The company's Parallel Solar technology, built around the boost DC converter module, is intended to reduce overall system costs and enable a true parallel architecture, benefiting system designers, installers and operators.

eIQ Energy was founded in 2007 and is headquartered in Santa Clara, California.

==History==

eIQ Energy was Established in 2007. The company came out of stealth mode and officially launched the vBoost DC-to-DC converter module in September 2009 (with $10 million funding from NGEN Partners and Robert Bosch Venture Capital GmbH (RBVC).

==Management==
Gene Krzywinski is the CEO of eIQ Energy, Inc. William Reed is the CTO.

==Products==

eIQ Energy's primary products are the vBoost 250, 300, 350 and 600 which are DC-to-DC converter modules that step-up panel output voltages and create a parallel connection to a constant-voltage bus. With the vBoost converter module, each panel becomes an independent contributor of power to the array.

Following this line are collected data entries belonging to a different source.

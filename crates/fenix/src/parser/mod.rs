//! Placeholder parser.
//!
//! This module parses single placeholders into [`PlaceholderInvocation`]s and
//! scans whole documents into literal and placeholder segments. Arguments stay
//! untyped text; each generator converts its own arguments.

pub mod ast;
pub mod error;
mod document;
mod placeholder;

pub use ast::*;
pub use document::scan_document;
pub use error::{MalformedReason, ParseError};
pub use placeholder::parse_placeholder;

A parallel architecture allows a greater number of panels to be connected on a single cable run (which can include more than 100 thin-film panels), an increase over conventional series-string design. Furthermore, eIQ Energy's Parallel Solar architecture eliminates the need for a return line, and because each vBoost comes with an integrated wiring harness and connector, the only on-site wiring needed is from the first vBoost to the combiner box and from the combiner box to the inverter.

==Distributors==

eIQ Energy, Inc. has signed distribution agreements with different companies like
SDE Solar, Seven Green Summits, WSE Technologies, Generation PV and RA Power Incorporated. Generation PV, Inc. of Markham and WSE Technology of Saskatoon are Canadian companies that have non-exclusive national rights to sell vBoost and eIQ Energy’s Parallux family of products. In addition to the Canadian companies, the other distributors also have non-exclusive national distribution rights for the vBoost modules.

==Partners==
eIQ Energy Inc. has deals with PV Powered & Signet Solar with their parallel solar technology. PV Powered supplies inverters, which convert the DC power generated by solar panels to AC. Signet Solar’s SI S4 thin-film quarter-panel solar modules are in concordance with eIQ Energy’s vBoost 350 DC-to-DC converter modules.

eIQ Energy has also partnered with KACO New Energy Inc., to bring eIQ's vBoost DC optimizers and KACO's blueplanet XP100-U inverters into one pre-tested and pre-configured package for solar array designers.